EXERCISE: Report back the lines in this listing that carry the string "FsyncMode".

GIVEN DATA:
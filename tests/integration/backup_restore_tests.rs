use std::collections::HashMap;
use std::fs::{self, File, OpenOptions};
use std::io::{Seek, SeekFrom, Write};
use std::path::Path;
use std::time::{Duration, SystemTime};

use pgdelta::backup::previous::DeltaBackupConfigurator;
use pgdelta::backup::push::{BackupPushHandler, BackupPushOptions};
use pgdelta::backup::{latest_backup_name, Backup, LATEST};
use pgdelta::config::{ComposerKind, FsyncMode, Settings};
use pgdelta::db::{BackupControl, RelationStatistics, StartBackupResult, StopBackupResult};
use pgdelta::page::DATABASE_PAGE_SIZE;
use pgdelta::restore::{RestoreEngine, RestoreOptions};
use pgdelta::storage::Folder;
use pgdelta::sync::CancellationToken;
use pgdelta::wal::{Lsn, WalSegmentNo};
use pgdelta::walparser::RelFileNode;
use pgdelta::Error;
use tempfile::{tempdir, TempDir};

const SYSTEM_ID: u64 = 7_000_000_000_000_000_001;

/// Server stand-in handing out the LSNs of one backup at a time.
struct FakeServer {
    start_lsn: Lsn,
    stop_lsn: Lsn,
    data_dir: String,
    starts: usize,
    stops: usize,
}

impl FakeServer {
    fn new(data_dir: &Path, start_lsn: Lsn, stop_lsn: Lsn) -> Self {
        Self {
            start_lsn,
            stop_lsn,
            data_dir: data_dir.display().to_string(),
            starts: 0,
            stops: 0,
        }
    }

    fn label(&self) -> String {
        format!(
            "START WAL LOCATION: {:X}/{:X} (file {})\nLABEL: test\n",
            self.start_lsn >> 32,
            self.start_lsn & 0xFFFF_FFFF,
            WalSegmentNo::from_lsn(self.start_lsn).filename(1)
        )
    }
}

impl BackupControl for FakeServer {
    fn server_version(&mut self) -> pgdelta::Result<u32> {
        Ok(160_002)
    }

    fn system_identifier(&mut self) -> pgdelta::Result<Option<u64>> {
        Ok(Some(SYSTEM_ID))
    }

    fn timeline(&mut self) -> pgdelta::Result<u32> {
        Ok(1)
    }

    fn start_backup(&mut self, _label: &str) -> pgdelta::Result<StartBackupResult> {
        self.starts += 1;
        Ok(StartBackupResult {
            wal_filename: Some(WalSegmentNo::from_lsn(self.start_lsn).filename(1)),
            lsn: self.start_lsn,
            in_recovery: false,
            data_dir: self.data_dir.clone(),
        })
    }

    fn stop_backup(&mut self) -> pgdelta::Result<StopBackupResult> {
        self.stops += 1;
        Ok(StopBackupResult {
            label: self.label(),
            tablespace_map: String::new(),
            lsn: self.stop_lsn,
        })
    }

    fn relation_statistics(&mut self) -> pgdelta::Result<HashMap<RelFileNode, RelationStatistics>> {
        Ok(HashMap::new())
    }
}

fn page(lsn: u64, fill: u8) -> Vec<u8> {
    let mut page = vec![fill; DATABASE_PAGE_SIZE];
    page[..24].fill(0);
    page[0..4].copy_from_slice(&((lsn >> 32) as u32).to_le_bytes());
    page[4..8].copy_from_slice(&(lsn as u32).to_le_bytes());
    page[12..14].copy_from_slice(&24u16.to_le_bytes());
    page[14..16].copy_from_slice(&8192u16.to_le_bytes());
    page[16..18].copy_from_slice(&8192u16.to_le_bytes());
    page[18..20].copy_from_slice(&(8192u16 + 4).to_le_bytes());
    page
}

struct Cluster {
    _root: TempDir,
    data_dir: std::path::PathBuf,
    restore_root: std::path::PathBuf,
    settings: Settings,
}

fn cluster() -> pgdelta::Result<Cluster> {
    let root = tempdir()?;
    let data_dir = root.path().join("pgdata");
    fs::create_dir_all(data_dir.join("base/5"))?;
    fs::create_dir_all(data_dir.join("global"))?;
    fs::create_dir_all(data_dir.join("pg_wal"))?;
    fs::write(data_dir.join("PG_VERSION"), b"16\n")?;
    fs::write(data_dir.join("base/5/PG_VERSION"), b"16\n")?;
    fs::write(data_dir.join("global/pg_control"), vec![0x7Cu8; 8192])?;
    fs::write(data_dir.join("postmaster.pid"), b"4242\n")?;
    fs::write(data_dir.join("pg_wal/000000010000000000000001"), b"not backed up")?;
    fs::write(
        data_dir.join("base/5/16384"),
        [page(0x100, 1), page(0x200, 2), page(0x100, 3)].concat(),
    )?;
    fs::write(data_dir.join("base/5/16390"), page(0x200, 9))?;

    let settings = Settings {
        storage_path: root.path().join("storage"),
        delta_max_steps: 3,
        ..Settings::default()
    };
    Ok(Cluster {
        restore_root: root.path().join("restored"),
        data_dir,
        settings,
        _root: root,
    })
}

fn push(cluster: &Cluster, server: &mut FakeServer) -> pgdelta::Result<String> {
    push_with(cluster, cluster.settings.composer, server)
}

fn push_with(cluster: &Cluster, composer: ComposerKind, server: &mut FakeServer) -> pgdelta::Result<String> {
    let settings = Settings {
        composer,
        ..cluster.settings.clone()
    };
    let handler = BackupPushHandler::new(
        settings.clone(),
        settings.basebackups_folder(),
        settings.wal_folder(),
        CancellationToken::new(),
    );
    let result = handler.push(
        server,
        &BackupPushOptions {
            data_dir: cluster.data_dir.clone(),
            configurator: DeltaBackupConfigurator::Regular { force_full: false },
            is_permanent: false,
            user_data: None,
        },
    )?;
    Ok(result.name)
}

fn restore_options() -> RestoreOptions {
    RestoreOptions {
        skip_redundant_tars: true,
        fsync: FsyncMode::None,
        download_concurrency: 2,
        catchup: false,
    }
}

/// Rewrite block 1 and append block 3 of `base/5/16384`, moving its mtime on.
fn modify_relation(data_dir: &Path) -> pgdelta::Result<()> {
    let path = data_dir.join("base/5/16384");
    let mut file = OpenOptions::new().write(true).open(&path)?;
    file.seek(SeekFrom::Start(DATABASE_PAGE_SIZE as u64))?;
    file.write_all(&page(0x300_0000, 0xA1))?;
    file.seek(SeekFrom::Start(3 * DATABASE_PAGE_SIZE as u64))?;
    file.write_all(&page(0x300_0000, 0xA3))?;
    file.set_modified(SystemTime::now() + Duration::from_secs(10))?;
    Ok(())
}

const RESTORED_FILES: [&str; 5] = ["base/5/16384", "base/5/16390", "base/5/PG_VERSION", "PG_VERSION", "global/pg_control"];

fn assert_same_file(restored: &Path, original: &Path, name: &str) -> pgdelta::Result<()> {
    assert_eq!(
        fs::read(restored.join(name))?,
        fs::read(original.join(name))?,
        "{name} differs after restore"
    );
    Ok(())
}

#[test]
fn full_then_incremental_backup_restores_the_latest_state() -> pgdelta::Result<()> {
    let cluster = cluster()?;
    let folder = cluster.settings.basebackups_folder();

    let mut first = FakeServer::new(&cluster.data_dir, 0x100_0028, 0x100_1000);
    let full = push(&cluster, &mut first)?;
    assert_eq!(full, "base_000000010000000000000001");
    assert_eq!((first.starts, first.stops), (1, 1));

    modify_relation(&cluster.data_dir)?;
    let mut second = FakeServer::new(&cluster.data_dir, 0x400_0028, 0x400_1000);
    let increment = push(&cluster, &mut second)?;
    assert_eq!(increment, "base_000000010000000000000004_D_000000010000000000000001");
    assert_eq!(latest_backup_name(folder.as_ref())?.as_deref(), Some(increment.as_str()));

    let backup = Backup::new(folder.clone(), increment.clone());
    let sentinel = backup.fetch_sentinel()?;
    assert_eq!(sentinel.increment_from.as_deref(), Some(full.as_str()));
    assert_eq!(sentinel.increment_from_lsn, Some(0x100_0028));
    assert_eq!(sentinel.increment_count, Some(1));
    assert_eq!(sentinel.system_identifier, Some(SYSTEM_ID));
    let files = backup.fetch_files_metadata(&sentinel)?.expect("file list");
    assert!(files.files["base/5/16384"].is_incremented);
    assert!(files.files["base/5/16390"].is_skipped);
    assert!(files.files["PG_VERSION"].is_skipped);
    assert!(!files.files.contains_key("postmaster.pid"));
    assert!(files.tar_file_sets.contains_key("pg_control.tar"));

    let engine = RestoreEngine::new(folder.clone(), restore_options());
    let destination = cluster.restore_root.join("by_name");
    let summary = engine.fetch(&increment, &destination)?;
    assert_eq!(summary.links, vec![increment.clone(), full.clone()]);

    for name in RESTORED_FILES {
        assert_same_file(&destination, &cluster.data_dir, name)?;
    }
    assert_eq!(fs::read_to_string(destination.join("backup_label"))?, second.label());
    assert!(destination.join("pg_wal").is_dir());
    assert_eq!(fs::read_dir(destination.join("pg_wal"))?.count(), 0);
    assert!(!destination.join("postmaster.pid").exists());

    let latest = engine.fetch(LATEST, &cluster.restore_root.join("latest"))?;
    assert_eq!(latest.backup, increment);
    Ok(())
}

#[test]
fn full_backup_alone_restores_its_own_state() -> pgdelta::Result<()> {
    let cluster = cluster()?;
    let original = fs::read(cluster.data_dir.join("base/5/16384"))?;
    let mut server = FakeServer::new(&cluster.data_dir, 0x100_0028, 0x100_1000);
    let full = push(&cluster, &mut server)?;
    modify_relation(&cluster.data_dir)?;

    let destination = cluster.restore_root.join("full");
    let summary = RestoreEngine::new(cluster.settings.basebackups_folder(), restore_options())
        .fetch(&full, &destination)?;
    assert_eq!(summary.links, vec![full]);
    assert_eq!(fs::read(destination.join("base/5/16384"))?, original);
    Ok(())
}

#[test]
fn restore_refuses_a_non_empty_destination() -> pgdelta::Result<()> {
    let cluster = cluster()?;
    let mut server = FakeServer::new(&cluster.data_dir, 0x100_0028, 0x100_1000);
    let full = push(&cluster, &mut server)?;

    let destination = cluster.restore_root.join("occupied");
    fs::create_dir_all(&destination)?;
    File::create(destination.join("leftover"))?;
    let err = RestoreEngine::new(cluster.settings.basebackups_folder(), restore_options())
        .fetch(&full, &destination)
        .unwrap_err();
    assert!(matches!(err.downcast_ref::<Error>(), Some(Error::NonEmptyDataDirectory(_))));
    Ok(())
}

#[test]
fn missing_pg_control_fails_the_backup_after_stopping_it() -> pgdelta::Result<()> {
    let cluster = cluster()?;
    fs::remove_file(cluster.data_dir.join("global/pg_control"))?;
    let mut server = FakeServer::new(&cluster.data_dir, 0x100_0028, 0x100_1000);

    let err = push(&cluster, &mut server).unwrap_err();
    assert!(matches!(err.downcast_ref::<Error>(), Some(Error::PgControlNotFound(_))));
    assert_eq!(server.stops, 1);
    assert_eq!(latest_backup_name(cluster.settings.basebackups_folder().as_ref())?, None);
    Ok(())
}

#[test]
fn rating_composer_backups_restore_the_latest_state() -> pgdelta::Result<()> {
    let cluster = cluster()?;
    let mut first = FakeServer::new(&cluster.data_dir, 0x100_0028, 0x100_1000);
    let full = push_with(&cluster, ComposerKind::Rating, &mut first)?;

    modify_relation(&cluster.data_dir)?;
    let mut second = FakeServer::new(&cluster.data_dir, 0x400_0028, 0x400_1000);
    let increment = push_with(&cluster, ComposerKind::Rating, &mut second)?;
    assert_eq!(increment, format!("base_000000010000000000000004_D_{}", &full["base_".len()..]));

    let destination = cluster.restore_root.join("rated");
    let summary = RestoreEngine::new(cluster.settings.basebackups_folder(), restore_options())
        .fetch(&increment, &destination)?;
    assert_eq!(summary.links, vec![increment, full]);
    for name in RESTORED_FILES {
        assert_same_file(&destination, &cluster.data_dir, name)?;
    }
    assert_eq!(fs::read_to_string(destination.join("backup_label"))?, second.label());
    Ok(())
}

#[test]
fn copy_composer_reuses_containers_of_unchanged_files() -> pgdelta::Result<()> {
    let cluster = cluster()?;
    let folder = cluster.settings.basebackups_folder();
    let mut first = FakeServer::new(&cluster.data_dir, 0x100_0028, 0x100_1000);
    push(&cluster, &mut first)?;

    let mut second = FakeServer::new(&cluster.data_dir, 0x400_0028, 0x400_1000);
    let copied = push_with(&cluster, ComposerKind::Copy, &mut second)?;
    assert_eq!(copied, "base_000000010000000000000004");

    let backup = Backup::new(folder.clone(), copied.clone());
    let sentinel = backup.fetch_sentinel()?;
    assert_eq!(sentinel.increment_from, None);
    let files = backup.fetch_files_metadata(&sentinel)?.expect("file list");
    let copied_tars: Vec<_> = files
        .tar_file_sets
        .iter()
        .filter(|(tar, _)| tar.starts_with("copy_"))
        .collect();
    assert!(
        copied_tars.iter().any(|(_, members)| members.iter().any(|m| m == "base/5/16390")),
        "no copied container holds base/5/16390: {:?}",
        files.tar_file_sets
    );
    assert!(files.files.values().all(|d| !d.is_skipped && !d.is_incremented));
    let stored: Vec<_> = backup.tar_folder().list()?.objects.into_iter().map(|o| o.name).collect();
    assert!(stored.iter().any(|name| name.starts_with("copy_")), "stored: {stored:?}");

    let destination = cluster.restore_root.join("copied");
    let summary = RestoreEngine::new(folder.clone(), restore_options()).fetch(&copied, &destination)?;
    assert_eq!(summary.links, vec![copied]);
    for name in RESTORED_FILES {
        assert_same_file(&destination, &cluster.data_dir, name)?;
    }
    assert_eq!(fs::read_to_string(destination.join("backup_label"))?, second.label());

    // a changed file is packed fresh; the restore still matches the cluster
    modify_relation(&cluster.data_dir)?;
    let mut third = FakeServer::new(&cluster.data_dir, 0x700_0028, 0x700_1000);
    let after_change = push_with(&cluster, ComposerKind::Copy, &mut third)?;
    let destination = cluster.restore_root.join("copied_after_change");
    RestoreEngine::new(folder, restore_options()).fetch(&after_change, &destination)?;
    for name in RESTORED_FILES {
        assert_same_file(&destination, &cluster.data_dir, name)?;
    }
    Ok(())
}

TASK OUTPUT:
use pgdelta::config::{ComposerKind, FsyncMode, Settings};
        fsync: FsyncMode::None,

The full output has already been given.